The experiment was programmed in Python 3.7/PsychoPy 3.1.5 (Peirce, 2007), and controlled by 15.6-in. laptop computers (ProBook 650 G1). Display resolution was 1,920 × 1,080, with a refresh rate of 60 Hz. Sounds were presented via headphones (children: Sennheiser 210; adults: Sennheiser HD650) with a Focusrite Scarlett 2i2 2nd Generation audio-interface.

Irrelevant sounds

Consonant-vowel syllables were produced by a trained female speaker in a sound-attenuated laboratory and recorded as .wav files with a sampling rate of 44.1 kHz and a 16-bit resolution. The set comprised the syllables /ba:/, /be:/, /bi:/, /bo:/, /bu:/, /de:/, /ga:/, /gi:/, /go:/, /gu:/, /ka:/, /ke:/, /ki:/, /ko:/, /pa:/, /pe:/, /pi:/, /pu:/, /ta:/, /ti:/, /to:/, /tu:/. The syllables were approximately 500 ms in length. In changing-state trials, a random sequence of the syllables was presented with the restriction that adjacent syllables differed in both consonant and vowel. In steady-state trials, the syllable /ba:/ was repeated. A 200-ms silent interval was introduced between adjacent syllables.

Serial order reconstruction tasks

In both the verbal and the spatial task, each trial consisted of a presentation phase, a retention interval, and a recall phase. In the presentation phase, items were presented visually one after another with a presentation duration of 1,500 ms and an interstimulus interval of 500 ms. The final list item was followed by a 5,000-ms retention interval. The onset of the recall phase was signaled by the simultaneous re-presentation of all stimuli. Participants then had to reconstruct the serial order by clicking with the mouse on the items in the order of presentation. Clicking an item changed its shading, indicating that it had been selected. There was no time limit for responding and no possibility of error correction. After selecting the final item, participants were presented with a visual cue to start the next trial by pressing the space bar.

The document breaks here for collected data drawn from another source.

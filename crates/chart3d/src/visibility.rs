//! Face visibility.
//!
//! A face is seen when its reference corners, in the winding fixed by the
//! face table, turn clockwise on screen (Y grows downward). The heuristic
//! variant answers from the rotation angles alone and only holds without
//! perspective.

use crate::{BOX_FACES, Error, Matrix3D, Result, SurfaceNames, face_corners};
use chart3d_geometry::{Rect, Vec2, Vec3};

/// Orientation test on three projected points.
///
/// Compares C against the line through A and B. Collinear and coincident
/// points are never visible.
pub fn is_surface_visible(a: Vec2, b: Vec2, c: Vec2) -> bool {
    if a.x == b.x {
        return if a.y > b.y { c.x > a.x } else if a.y < b.y { c.x < a.x } else { false };
    }

    let slope = (b.y - a.y) / (b.x - a.x);
    let intercept = a.y - slope * a.x;
    let line_y = slope * c.x + intercept;

    if a.x < b.x { c.y > line_y } else { c.y < line_y }
}

/// The eight corners of a box, front face first.
#[derive(Debug, Clone, Copy, PartialEq)]
pub struct BoxCorners([Vec3; 8]);

impl BoxCorners {
    /// Corners of an axis-aligned box: `rect` in X/Y, back face at `z`.
    pub fn new(rect: Rect, z: f32, depth: f32) -> Self {
        let (x0, x1) = (rect.x, rect.right());
        let (y0, y1) = (rect.y, rect.bottom());
        let zf = z + depth;
        Self([
            Vec3::new(x0, y0, zf),
            Vec3::new(x0, y1, zf),
            Vec3::new(x1, y1, zf),
            Vec3::new(x1, y0, zf),
            Vec3::new(x0, y0, z),
            Vec3::new(x0, y1, z),
            Vec3::new(x1, y1, z),
            Vec3::new(x1, y0, z),
        ])
    }

    /// Slanted prism around the segment `a`-`b`, `half_height` above and below.
    ///
    /// The corners follow the box layout with `a` on the left side.
    pub fn prism(a: Vec2, b: Vec2, half_height: f32, z: f32, depth: f32) -> Self {
        let zf = z + depth;
        let (top_a, bottom_a) = (a.y - half_height, a.y + half_height);
        let (top_b, bottom_b) = (b.y - half_height, b.y + half_height);
        Self([
            Vec3::new(a.x, top_a, zf),
            Vec3::new(a.x, bottom_a, zf),
            Vec3::new(b.x, bottom_b, zf),
            Vec3::new(b.x, top_b, zf),
            Vec3::new(a.x, top_a, z),
            Vec3::new(a.x, bottom_a, z),
            Vec3::new(b.x, bottom_b, z),
            Vec3::new(b.x, top_b, z),
        ])
    }

    /// Corners from a slice that must hold exactly eight points.
    pub fn from_slice(points: &[Vec3]) -> Result<Self> {
        let corners: [Vec3; 8] = points.try_into().map_err(|_| Error::InvalidCornerCount {
            expected: 8,
            actual: points.len(),
        })?;
        Ok(Self(corners))
    }

    pub fn corners(&self) -> &[Vec3; 8] {
        &self.0
    }

    /// Project every corner.
    pub fn transformed(&self, matrix: &Matrix3D) -> Self {
        let mut corners = self.0;
        matrix.transform_points(&mut corners);
        Self(corners)
    }

    /// The four corners of one face in table winding.
    pub fn face(&self, face: SurfaceNames) -> [Vec3; 4] {
        face_corners(face).map(|i| self.0[i])
    }

    /// Projected outline of one face.
    pub fn face_2d(&self, face: SurfaceNames) -> [Vec2; 4] {
        self.face(face).map(|p| p.truncate())
    }

    /// Faces whose reference corners turn clockwise. Expects projected corners.
    pub fn visible_faces(&self) -> SurfaceNames {
        BOX_FACES
            .iter()
            .filter(|&&face| {
                let [a, b, c, _] = self.face_2d(face);
                is_surface_visible(a, b, c)
            })
            .fold(SurfaceNames::empty(), |acc, &face| acc | face)
    }

    /// Faces that collapse to a line or point for this box.
    ///
    /// Zero depth keeps only Front, zero width only Left/Right, zero height
    /// only Top/Bottom.
    pub fn degenerate_faces(&self) -> SurfaceNames {
        let c = &self.0;
        let width = (c[3].x - c[0].x).abs().max((c[2].x - c[1].x).abs());
        let height = (c[1].y - c[0].y).abs().max((c[2].y - c[3].y).abs());
        let depth = (c[0].z - c[4].z).abs();

        let mut faces = SurfaceNames::empty();
        if depth == 0.0 {
            faces |= SurfaceNames::all() - SurfaceNames::FRONT;
        }
        if width == 0.0 {
            faces |= SurfaceNames::all() - (SurfaceNames::LEFT | SurfaceNames::RIGHT);
        }
        if height == 0.0 {
            faces |= SurfaceNames::all() - (SurfaceNames::TOP | SurfaceNames::BOTTOM);
        }
        faces
    }
}

impl Matrix3D {
    /// Visible faces from the rotation angles. Valid only without perspective.
    pub fn visible_surfaces(&self) -> SurfaceNames {
        let mut faces = SurfaceNames::FRONT;
        if self.angle_y() > 0.0 {
            faces |= SurfaceNames::RIGHT;
        } else if self.angle_y() < 0.0 {
            faces |= SurfaceNames::LEFT;
        }
        if self.angle_x() > 0.0 {
            faces |= SurfaceNames::TOP;
        } else if self.angle_x() < 0.0 {
            faces |= SurfaceNames::BOTTOM;
        }
        faces
    }

    /// Visible faces of a concrete box from its projected corners.
    pub fn visible_surfaces_with_perspective(
        &self,
        rect: Rect,
        z: f32,
        depth: f32,
    ) -> SurfaceNames {
        BoxCorners::new(rect, z, depth).transformed(self).visible_faces()
    }

    /// Visible faces of a box, choosing the exact test whenever perspective is on.
    pub fn box_visible_surfaces(&self, rect: Rect, z: f32, depth: f32) -> SurfaceNames {
        if self.perspective() == 0.0 {
            self.visible_surfaces()
        } else {
            self.visible_surfaces_with_perspective(rect, z, depth)
        }
    }
}
//! Cubic Bezier segments, cardinal splines and their flattening.
//!
//! Provides cubic Bezier curves, cardinal splines through a point list, and
//! flattening into polylines so curved outlines can be treated as polygons
//! (tangent searches, hit regions, front-edge extraction).

use crate::{Path, PathBuilder};
use glam::Vec2;
use lyon::geom::CubicBezierSegment;
use lyon::math::point;

/// Tolerance used when flattening curves for geometric queries.
pub const DEFAULT_FLATTEN_TOLERANCE: f32 = 0.25;

/// One cubic Bezier segment.
#[derive(Debug, Clone, Copy, PartialEq)]
pub struct CubicBezier {
    pub from: Vec2,
    pub control1: Vec2,
    pub control2: Vec2,
    pub to: Vec2,
}

impl CubicBezier {
    pub fn new(from: Vec2, control1: Vec2, control2: Vec2, to: Vec2) -> Self {
        Self {
            from,
            control1,
            control2,
            to,
        }
    }

    /// Straight segment expressed as a cubic.
    pub fn line(from: Vec2, to: Vec2) -> Self {
        Self::new(from, from.lerp(to, 1.0 / 3.0), from.lerp(to, 2.0 / 3.0), to)
    }

    /// Point at parameter `t` in [0, 1].
    pub fn eval(&self, t: f32) -> Vec2 {
        let t2 = t * t;
        let t3 = t2 * t;
        let mt = 1.0 - t;
        let mt2 = mt * mt;
        let mt3 = mt2 * mt;

        self.from * mt3
            + self.control1 * (3.0 * mt2 * t)
            + self.control2 * (3.0 * mt * t2)
            + self.to * t3
    }

    /// De Casteljau split at `t`.
    pub fn split(&self, t: f32) -> (Self, Self) {
        let p01 = self.from.lerp(self.control1, t);
        let p12 = self.control1.lerp(self.control2, t);
        let p23 = self.control2.lerp(self.to, t);
        let p012 = p01.lerp(p12, t);
        let p123 = p12.lerp(p23, t);
        let p0123 = p012.lerp(p123, t);

        (
            Self::new(self.from, p01, p012, p0123),
            Self::new(p0123, p123, p23, self.to),
        )
    }

    /// Polyline approximation, start and end points included.
    pub fn flatten(&self, tolerance: f32) -> Vec<Vec2> {
        let segment = CubicBezierSegment {
            from: point(self.from.x, self.from.y),
            ctrl1: point(self.control1.x, self.control1.y),
            ctrl2: point(self.control2.x, self.control2.y),
            to: point(self.to.x, self.to.y),
        };

        let mut points = vec![self.from];
        points.extend(segment.flattened(tolerance).map(|p| Vec2::new(p.x, p.y)));
        if points.last() != Some(&self.to) {
            points.push(self.to);
        }
        points.dedup();
        points
    }
}

/// Cardinal spline through `points` as a chain of cubic segments.
///
/// `tension` 0 gives straight segments. Open splines reuse the end points as
/// their own outer neighbours; closed splines wrap around and add the closing
/// segment.
pub fn cardinal_spline(points: &[Vec2], tension: f32, closed: bool) -> Vec<CubicBezier> {
    let n = points.len();
    if n < 2 {
        return Vec::new();
    }

    let at = |i: isize| -> Vec2 {
        if closed {
            points[i.rem_euclid(n as isize) as usize]
        } else {
            points[i.clamp(0, n as isize - 1) as usize]
        }
    };

    let k = tension / 3.0;
    let segment_count = if closed { n } else { n - 1 };
    (0..segment_count as isize)
        .map(|i| {
            let p0 = at(i - 1);
            let p1 = at(i);
            let p2 = at(i + 1);
            let p3 = at(i + 2);
            CubicBezier::new(p1, p1 + (p2 - p0) * k, p2 - (p3 - p1) * k, p2)
        })
        .collect()
}

/// Flatten a chain of curves into one polyline without duplicated joints.
pub fn flatten_curves(curves: &[CubicBezier], tolerance: f32) -> Vec<Vec2> {
    let mut points: Vec<Vec2> = Vec::new();
    for curve in curves {
        let flat = curve.flatten(tolerance);
        let skip = usize::from(points.last() == flat.first());
        points.extend(flat.into_iter().skip(skip));
    }
    points
}

/// Append curves to a builder as one sub-path.
///
/// Joins the sub-path already open in `builder`, if any.
pub fn append_curves(builder: &mut PathBuilder, curves: &[CubicBezier]) {
    let Some(first) = curves.first() else {
        return;
    };
    builder.line_to(first.from);
    for curve in curves {
        builder.cubic_to(curve.control1, curve.control2, curve.to);
    }
}

/// Open path through `points` smoothed with a cardinal spline.
pub fn spline_path(points: &[Vec2], tension: f32) -> Path {
    let mut builder = PathBuilder::new();
    append_curves(&mut builder, &cardinal_spline(points, tension, false));
    builder.build()
}

#[cfg(test)]
mod tests {
    use super::*;
    use approx::assert_abs_diff_eq;

    #[test]
    fn test_cubic_bezier_endpoints() {
        let curve = CubicBezier::new(
            Vec2::new(0.0, 0.0),
            Vec2::new(25.0, 50.0),
            Vec2::new(75.0, 50.0),
            Vec2::new(100.0, 0.0),
        );

        assert_eq!(curve.eval(0.0), Vec2::new(0.0, 0.0));
        assert_eq!(curve.eval(1.0), Vec2::new(100.0, 0.0));
    }

    #[test]
    fn test_cubic_split_meets_at_midpoint() {
        let curve = CubicBezier::new(
            Vec2::new(0.0, 0.0),
            Vec2::new(0.0, 100.0),
            Vec2::new(100.0, 100.0),
            Vec2::new(100.0, 0.0),
        );
        let (left, right) = curve.split(0.5);
        let mid = curve.eval(0.5);

        assert_abs_diff_eq!(left.to.x, mid.x, epsilon = 1e-4);
        assert_abs_diff_eq!(right.from.y, mid.y, epsilon = 1e-4);
    }

    #[test]
    fn test_cardinal_spline_passes_through_points() {
        let points = [
            Vec2::new(0.0, 0.0),
            Vec2::new(10.0, 5.0),
            Vec2::new(20.0, 0.0),
            Vec2::new(30.0, 8.0),
        ];

        let open = cardinal_spline(&points, 0.5, false);
        assert_eq!(open.len(), 3);
        for (curve, window) in open.iter().zip(points.windows(2)) {
            assert_eq!(curve.from, window[0]);
            assert_eq!(curve.to, window[1]);
        }

        let closed = cardinal_spline(&points, 0.5, true);
        assert_eq!(closed.len(), 4);
        assert_eq!(closed[3].to, points[0]);
    }

    #[test]
    fn test_zero_tension_is_straight() {
        let points = [Vec2::new(0.0, 0.0), Vec2::new(10.0, 10.0), Vec2::new(20.0, 0.0)];
        let curves = cardinal_spline(&points, 0.0, false);

        assert_eq!(curves[0].control1, points[0]);
        assert_eq!(curves[0].control2, points[1]);
    }

    #[test]
    fn test_flatten_keeps_endpoints() {
        let curve = CubicBezier::new(
            Vec2::new(0.0, 0.0),
            Vec2::new(0.0, 40.0),
            Vec2::new(40.0, 40.0),
            Vec2::new(40.0, 0.0),
        );
        let flat = curve.flatten(0.1);

        assert!(flat.len() > 4);
        assert_eq!(flat.first(), Some(&Vec2::new(0.0, 0.0)));
        assert_eq!(flat.last(), Some(&Vec2::new(40.0, 0.0)));
    }

    #[test]
    fn test_flatten_curves_joins_without_duplicates() {
        let curves = [
            CubicBezier::line(Vec2::new(0.0, 0.0), Vec2::new(10.0, 0.0)),
            CubicBezier::line(Vec2::new(10.0, 0.0), Vec2::new(10.0, 10.0)),
        ];
        let flat = flatten_curves(&curves, 0.1);

        assert_eq!(flat.first(), Some(&Vec2::new(0.0, 0.0)));
        assert_eq!(flat.last(), Some(&Vec2::new(10.0, 10.0)));
        assert!(flat.windows(2).all(|w| w[0] != w[1]));
    }
}
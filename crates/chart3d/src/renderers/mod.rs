//! Primitive renderers.
//!
//! Every renderer is a method on [`ChartRenderer3D`], which borrows the
//! drawing surface, the scene's [`Matrix3D`] and optionally a hot-region
//! collector for the duration of one scene. Each call:
//!
//! 1. decides which faces can be seen,
//! 2. projects and shades them,
//! 3. paints hidden faces (translucent fills only) and then visible ones,
//! 4. builds the hit-test path when asked to and registers it.

mod bar_finish;
mod box3d;
mod clip;
mod cylinder;
mod line;
mod marker;
mod pie;
mod strip;

pub use clip::{ClipBounds, ClipPiece, PieceRole, clip_strip};
pub use line::WallKind;
pub use pie::{PieSliceGeometry, front_curve_ranges};
pub use strip::{StripSegment, should_draw_line_chart_surface};

use crate::Matrix3D;
use chart3d_geometry::{
    ChartElementKind, DrawingSurface, HotRegionCollector, HotRegionOwner, Paint, Path, Stroke,
};

/// Renders 3D primitives of one scene onto a drawing surface.
pub struct ChartRenderer3D<'a> {
    surface: &'a mut dyn DrawingSurface,
    matrix: &'a Matrix3D,
    hot_regions: Option<&'a mut dyn HotRegionCollector>,
}

impl std::fmt::Debug for ChartRenderer3D<'_> {
    fn fmt(&self, f: &mut std::fmt::Formatter<'_>) -> std::fmt::Result {
        f.debug_struct("ChartRenderer3D")
            .field("matrix", &self.matrix)
            .field("hot_regions", &self.hot_regions.is_some())
            .finish()
    }
}

impl<'a> ChartRenderer3D<'a> {
    /// Create a renderer for one scene.
    pub fn new(surface: &'a mut dyn DrawingSurface, matrix: &'a Matrix3D) -> Self {
        Self {
            surface,
            matrix,
            hot_regions: None,
        }
    }

    /// Register hit paths with `collector` when they are calculated.
    pub fn with_hot_regions(mut self, collector: &'a mut dyn HotRegionCollector) -> Self {
        self.hot_regions = Some(collector);
        self
    }

    /// The scene projection.
    pub fn matrix(&self) -> &Matrix3D {
        self.matrix
    }

    /// Direct access to the drawing surface, e.g. to flush a strip context.
    pub fn surface(&mut self) -> &mut dyn DrawingSurface {
        &mut *self.surface
    }

    fn register(&mut self, path: &Path, kind: ChartElementKind, owner: Option<&HotRegionOwner>) {
        if path.is_empty() {
            return;
        }
        if let (Some(collector), Some(owner)) = (self.hot_regions.as_deref_mut(), owner) {
            collector.add_path(path, kind, owner);
        }
    }

    /// Fill a path, then outline it when a stroke is given.
    fn paint_path(&mut self, path: &Path, paint: &Paint, stroke: Option<&Stroke>) {
        self.surface.fill_path(path, paint);
        if let Some(stroke) = stroke
            && stroke.is_visible()
        {
            self.surface.stroke_path(path, stroke);
        }
    }

    /// Run `draw` with shape smoothing off when the scene is axis aligned.
    fn with_aligned_smoothing<R>(&mut self, draw: impl FnOnce(&mut Self) -> R) -> R {
        let previous = self.surface.anti_aliasing();
        let sharpen = self.matrix.is_axis_aligned() && previous.smooths_graphics();
        if sharpen {
            self.surface.set_anti_aliasing(previous.without_graphics());
        }
        let result = draw(self);
        if sharpen {
            self.surface.set_anti_aliasing(previous);
        }
        result
    }
}
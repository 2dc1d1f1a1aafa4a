//! chart3d core
//!
//! Ambient utilities shared by the chart3d crates: logging setup and
//! profiling scopes.

pub mod logging;
pub mod profiling;
//! Cross-module behaviour of the 2D geometry vocabulary.

use chart3d_geometry::*;

#[test]
fn test_closed_spline_flattens_to_closed_ring() {
    let ring = [
        Vec2::new(50.0, 0.0),
        Vec2::new(100.0, 25.0),
        Vec2::new(100.0, 75.0),
        Vec2::new(50.0, 100.0),
        Vec2::new(0.0, 75.0),
        Vec2::new(0.0, 25.0),
    ];
    let curves = cardinal_spline(&ring, 0.5, true);
    let flat = flatten_curves(&curves, DEFAULT_FLATTEN_TOLERANCE);

    assert_eq!(flat.first(), flat.last());
    let bounds = Rect::bounding(&flat).unwrap();
    assert!(bounds.width >= 100.0 - 1e-3);
    assert!(bounds.height >= 100.0 - 1e-3);
}

#[test]
fn test_widened_arc_contains_arc_points() {
    let rect = Rect::new(0.0, 0.0, 100.0, 60.0);
    let mut builder = PathBuilder::new();
    builder.arc(rect, 0.0, 90.0);
    let path = builder.build();

    let widened = widen(&path, 4.0).unwrap();
    let bounds = widened.bounds().unwrap().inflate(0.01, 0.01);

    for angle in [0.0, 30.0, 60.0, 90.0] {
        assert!(bounds.contains(ellipse_point_at_angle(rect, angle)));
    }
}

#[test]
fn test_style_drawn_fill_then_stroke() {
    struct Log(Vec<&'static str>);

    impl DrawingSurface for Log {
        fn fill_path(&mut self, _: &Path, _: &Paint) {
            self.0.push("fill");
        }
        fn stroke_path(&mut self, _: &Path, _: &Stroke) {
            self.0.push("stroke");
        }
        fn draw_marker(&mut self, _: Vec2, _: &Marker2D) {}
        fn anti_aliasing(&self) -> AntiAliasing {
            AntiAliasing::All
        }
        fn set_anti_aliasing(&mut self, _: AntiAliasing) {}
    }

    let mut log = Log(Vec::new());
    let path = Path::polygon(&[Vec2::ZERO, Vec2::X, Vec2::ONE]);
    log.draw_styled(
        &path,
        &Style::fill(Color::RED).with_stroke_color(Color::BLACK, 1.0),
    );
    log.draw_styled(&path, &Style::fill(Color::TRANSPARENT));

    assert_eq!(log.0, vec!["fill", "stroke"]);
}
//! DequeSeq: double-ended queue with logical-index cursors.
//!
//! Same cursor scheme as `VecSeq` (index stamped with the owner id), so the
//! random-access fast path applies. `push_front`/`pop_front` shift every
//! logical index by one; cursors held across front mutations name different
//! elements afterwards. Documented, not detected.

use crate::cursor::{AccessError, OwnerId, RandomAccess, Sequence, SequenceMut};
use std::collections::VecDeque;

/// Position inside a [`DequeSeq`]. `at == len` is the end sentinel.
#[derive(Copy, Clone, Eq, PartialEq, Debug)]
pub struct DequeCursor {
    pub(crate) owner: OwnerId,
    pub(crate) at: usize,
}

/// Double-ended sequence implementing `Sequence + SequenceMut + RandomAccess`.
pub struct DequeSeq<T> {
    owner: OwnerId,
    items: VecDeque<T>,
}

impl<T> DequeSeq<T> {
    pub fn new() -> Self {
        Self {
            owner: OwnerId::mint(),
            items: VecDeque::new(),
        }
    }

    pub fn len(&self) -> usize {
        self.items.len()
    }

    pub fn is_empty(&self) -> bool {
        self.items.is_empty()
    }

    fn cursor(&self, at: usize) -> DequeCursor {
        DequeCursor {
            owner: self.owner,
            at: at.min(self.items.len()),
        }
    }

    pub fn push_back(&mut self, value: T) -> DequeCursor {
        self.items.push_back(value);
        self.cursor(self.items.len() - 1)
    }

    /// Prepend; every existing logical index shifts up by one.
    pub fn push_front(&mut self, value: T) -> DequeCursor {
        self.items.push_front(value);
        self.cursor(0)
    }

    pub fn pop_back(&mut self) -> Option<T> {
        self.items.pop_back()
    }

    pub fn pop_front(&mut self) -> Option<T> {
        self.items.pop_front()
    }

    pub fn front(&self) -> Option<&T> {
        self.items.front()
    }

    pub fn back(&self) -> Option<&T> {
        self.items.back()
    }

    /// Bounds-checked indexed access.
    pub fn at(&self, i: usize) -> Result<&T, AccessError> {
        self.items.get(i).ok_or(AccessError::OutOfRange)
    }

    pub fn at_mut(&mut self, i: usize) -> Result<&mut T, AccessError> {
        self.items.get_mut(i).ok_or(AccessError::OutOfRange)
    }

    pub fn clear(&mut self) {
        self.items.clear();
    }

    pub fn iter(&self) -> std::collections::vec_deque::Iter<'_, T> {
        self.items.iter()
    }
}

impl<T> Default for DequeSeq<T> {
    fn default() -> Self {
        Self::new()
    }
}

impl<T> FromIterator<T> for DequeSeq<T> {
    fn from_iter<I: IntoIterator<Item = T>>(iter: I) -> Self {
        Self {
            owner: OwnerId::mint(),
            items: iter.into_iter().collect(),
        }
    }
}

impl<T> Sequence for DequeSeq<T> {
    type Item = T;
    type Cursor = DequeCursor;

    fn begin(&self) -> DequeCursor {
        self.cursor(0)
    }

    fn end(&self) -> DequeCursor {
        self.cursor(self.items.len())
    }

    fn next(&self, c: DequeCursor) -> DequeCursor {
        self.owner.check(c.owner);
        self.cursor(c.at.saturating_add(1))
    }

    fn prev(&self, c: DequeCursor) -> DequeCursor {
        self.owner.check(c.owner);
        let len = self.items.len();
        if c.at == 0 || len == 0 {
            self.end()
        } else if c.at >= len {
            self.cursor(len - 1)
        } else {
            self.cursor(c.at - 1)
        }
    }

    fn get(&self, c: DequeCursor) -> Option<&T> {
        self.owner.check(c.owner);
        self.items.get(c.at)
    }

    fn len(&self) -> usize {
        self.items.len()
    }

    fn advance(&self, c: DequeCursor, n: usize) -> DequeCursor {
        self.owner.check(c.owner);
        self.cursor(c.at.saturating_add(n))
    }

    fn distance(&self, first: DequeCursor, last: DequeCursor) -> usize {
        self.owner.check(first.owner);
        self.owner.check(last.owner);
        assert!(first.at <= last.at, "distance: last precedes first");
        last.at - first.at
    }
}

impl<T> SequenceMut for DequeSeq<T> {
    fn get_mut(&mut self, c: DequeCursor) -> Option<&mut T> {
        self.owner.check(c.owner);
        self.items.get_mut(c.at)
    }

    fn set(&mut self, c: DequeCursor, value: T) -> Option<T> {
        self.owner.check(c.owner);
        self.items
            .get_mut(c.at)
            .map(|slot| core::mem::replace(slot, value))
    }

    fn swap(&mut self, a: DequeCursor, b: DequeCursor) {
        self.owner.check(a.owner);
        self.owner.check(b.owner);
        if a.at != b.at {
            self.items.swap(a.at, b.at);
        }
    }
}

impl<T> RandomAccess for DequeSeq<T> {
    fn position(&self, c: DequeCursor) -> usize {
        self.owner.check(c.owner);
        c.at.min(self.items.len())
    }

    fn at_offset(&self, i: usize) -> DequeCursor {
        assert!(i <= self.items.len(), "at_offset past end");
        self.cursor(i)
    }
}

#[cfg(test)]
mod tests {
    use super::*;

    #[test]
    fn push_both_ends_and_traverse() {
        let mut d = DequeSeq::new();
        d.push_back(2);
        d.push_back(3);
        d.push_front(1);
        let collected: Vec<i32> = d.iter().copied().collect();
        assert_eq!(collected, vec![1, 2, 3]);

        let mut c = d.begin();
        let mut walked = Vec::new();
        while c != d.end() {
            walked.push(*d.get(c).unwrap());
            c = d.next(c);
        }
        assert_eq!(walked, vec![1, 2, 3]);
    }

    #[test]
    fn sentinel_rules_match_vec_seq() {
        let d: DequeSeq<i32> = [1, 2].into_iter().collect();
        assert_eq!(d.next(d.end()), d.end());
        assert_eq!(d.prev(d.begin()), d.end());
        assert_eq!(d.get(d.prev(d.end())), Some(&2));
    }

    #[test]
    fn at_raises_out_of_range() {
        let d: DequeSeq<i32> = [1].into_iter().collect();
        assert_eq!(d.at(0), Ok(&1));
        assert_eq!(d.at(3), Err(AccessError::OutOfRange));
    }
}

For the spatial task, stimuli were presented as black dots (10-mm diameter) on a white background in a 304 × 183 mm black frame. Dot locations were drawn from a total of 80 possible locations that were arranged in a 8 × 10 grid (not shown to the participants) in the frame (see Fig. 1a). Prior studies with this task (Parmentier, 2011; Parmentier et al., 2005) have shown that the difficulty of reproducing a sequence depends on the complexity of the spatial path formed by the successive dots, and that path complexity results from three parameters: the number of crossings, the path length, and the angular degree. In order to verify equal task difficulty across sound conditions, we first constructed eight lists of five (children) and 12 lists of seven (adults) dot locations. We then produced two parallel versions of each list by horizontally and vertically mirroring the resulting “path” (for illustration, see Fig. 1b-d). With this strategy, locations differed from trial to trial, but the parameters affecting difficulty were constant for each of the three lists.

Fig. 1
figure 1

Illustration of the construction of sequences for the spatial task. a Total set of locations in an 8 × 10 grid. b–d Exemplary five-item sequence with two parallel versions derived by vertical and horizontal mirroring

For the verbal task, colored drawings representing the monosyllabic German words Bett, Bus, Eis, Frosch, Kamm, Mond, Pilz, Schal, Schiff, and Zaun (bed, bus, ice, frog, comb, moon, mushroom, scarf, ship, and fence) were used for both children and adults. For the adults, the set included the additional items Brief, Haus, Herz, Hut, Nuss, and Schwein (letter, house, heart, hat, nut, and pig). Four lists of five items (drawn out of 10) and six lists of eight items (drawn out of 16) were constructed for the children and adults, respectively. List construction was quasi-random with the restriction that each item occurred in either four lists (children) or six lists (adults). Random permutations of the list items were used to construct two more versions of each list. The drawings were presented in a rectangular black frame (102 × 73 mm) in the center of the white screen. In the recall phase, the pictures were simultaneously re-presented and randomly positioned in a fixed array of five (children) and eight (adults) black frames.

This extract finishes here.